Overweight: Is It a Prognostic Factor in Women with Triple-Negative Breast Cancer?

Document Type: Research Articles

Authors

1 Service of Medical Oncology, University Hospital Mohammed VI-Oujda, Morocco.

2 Laboratory of Epidemiology and Public Health, Medical Faculty of Oujda, Mohammed Premier University, Morocco.

Abstract

 
Background: Obesity is associated with poor outcomes in patients with breast cancer expressing hormone receptors, but this association is not well established for triple-negative breast cancer. In this study, we investigated the influence of body mass index (BMI) in triple-negative breast cancer outcomes. Methods: This is a descriptive and analytical retrospective cohort study at the Regional Oncology Center Hassan II-Oujda. We identified 115 patients with triple-negative breast cancer, met the criteria for inclusion, treated between January 2009 and December 2011. The clinicopathological characteristics were collected to assess the association between BMI and overall survival and disease-free survival at 5 years, using the Kaplan-Meier and Cox model.

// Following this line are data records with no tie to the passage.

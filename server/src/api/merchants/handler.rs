//! Merchant API Handlers

use axum::{
    Extension, Json,
    extract::{Path, Query, State},
};
use serde::Deserialize;
use serde_json::json;

use crate::AppError;
use crate::auth::CurrentUser;
use crate::core::ServerState;
use crate::db::models::{Merchant, MerchantCreate, MerchantUpdate};
use crate::db::repository::{
    MerchantRepository, OrderRepository, PetRepository, ProductRepository, ServiceRepository,
};
use crate::utils::{AppResponse, AppResult, ok};

/// GET /api/merchant/dashboard - 商家后台统计
///
/// 门控已解析的身份直接从请求扩展复用，不再二次查询。
pub async fn dashboard(
    State(state): State<ServerState>,
    Extension(user): Extension<CurrentUser>,
) -> AppResult<Json<AppResponse<serde_json::Value>>> {
    tracing::debug!(openid = %user.openid, role = %user.role, "Dashboard requested");
    let pool = state.pool();
    let pets = PetRepository::new(pool.clone()).count().await?;
    let products = ProductRepository::new(pool.clone()).count().await?;
    let services = ServiceRepository::new(pool.clone()).count().await?;
    let orders = OrderRepository::new(pool).list_all().await?.len();

    Ok(ok(json!({
        "pets": pets,
        "products": products,
        "services": services,
        "orders": orders,
        // 独立客户数尚未统计
        "customers": 0,
        "recentOrders": [],
    })))
}

#[derive(Debug, Deserialize)]
pub struct ListQuery {
    #[serde(default = "default_page")]
    pub page: i64,
    #[serde(default = "default_size")]
    pub size: i64,
    pub keyword: Option<String>,
}

fn default_page() -> i64 {
    1
}

fn default_size() -> i64 {
    10
}

/// GET /api/merchant/list - 分页获取商家列表
pub async fn list(
    State(state): State<ServerState>,
    Query(query): Query<ListQuery>,
) -> AppResult<Json<AppResponse<serde_json::Value>>> {
    let repo = MerchantRepository::new(state.pool());
    let merchants = repo
        .list(query.page, query.size, query.keyword.as_deref())
        .await?;
    let total = merchants.len();

    Ok(ok(json!({
        "list": merchants,
        "page": query.page,
        "size": query.size,
        "total": total,
    })))
}

/// GET /api/merchant/detail/:id - 商家详情
pub async fn detail(
    State(state): State<ServerState>,
    Path(id): Path<i64>,
) -> AppResult<Json<AppResponse<Merchant>>> {
    let repo = MerchantRepository::new(state.pool());
    let merchant = repo
        .find_by_id(id)
        .await?
        .ok_or_else(|| AppError::not_found(format!("Merchant {}", id)))?;
    Ok(ok(merchant))
}

/// POST /api/merchant/add - 新增商家
pub async fn create(
    State(state): State<ServerState>,
    Json(payload): Json<MerchantCreate>,
) -> AppResult<Json<AppResponse<Merchant>>> {
    let repo = MerchantRepository::new(state.pool());
    let merchant = repo.create(payload).await?;
    Ok(ok(merchant))
}

/// PUT /api/merchant/update - 更新商家（整体替换）
pub async fn update(
    State(state): State<ServerState>,
    Json(payload): Json<MerchantUpdate>,
) -> AppResult<Json<AppResponse<Merchant>>> {
    let repo = MerchantRepository::new(state.pool());
    let merchant = repo.update(payload).await?;
    Ok(ok(merchant))
}

/// DELETE /api/merchant/delete/:id - 删除商家
pub async fn delete(
    State(state): State<ServerState>,
    Path(id): Path<i64>,
) -> AppResult<Json<AppResponse<bool>>> {
    let repo = MerchantRepository::new(state.pool());
    let result = repo.delete(id).await?;
    Ok(ok(result))
}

Results: Data analysis focused on 115 patients, 34 patients (28.7%) were normal weight (BMI < 25) and 82 patients (71.3%) were overweight (BMI ≥ 25). The rates of overall mortality and progression at 5 years were 37.4% and 69.6% respectively. After adjusting for clinicopathological variables and menopausal status, overweight was associated with OS (HR: 2.903, 95% CI: 1.551- 5.432, p = 0.001) and DFS (HR:1.899, 95% IC: 1.05 – 3.433, p=0.034) in all patients with triple-negative breast cancer. When stratified by menopausal status, overweight was associated with DFS and OS (HR : 3.242, 95% CI: 1.249 to 8.412, p = 0.016) and (HR : 2.752, 95% CI: 1.267 to 5.978, p = 0.011) respectively in pre-menopausal women. By cons, BMI was not associated with DFS or OS in postmenopausal women. Conclusions: Overweight is an independent prognostic factor for OS and DFS at 5 years in all patients with triple-negative breast cancer, and menopausal status may be a mitigating factor. Premenopausal women with overweight are at greater risk of death and progression than women with normal weight. Once validated, these results should be considered in the development of prevention programs.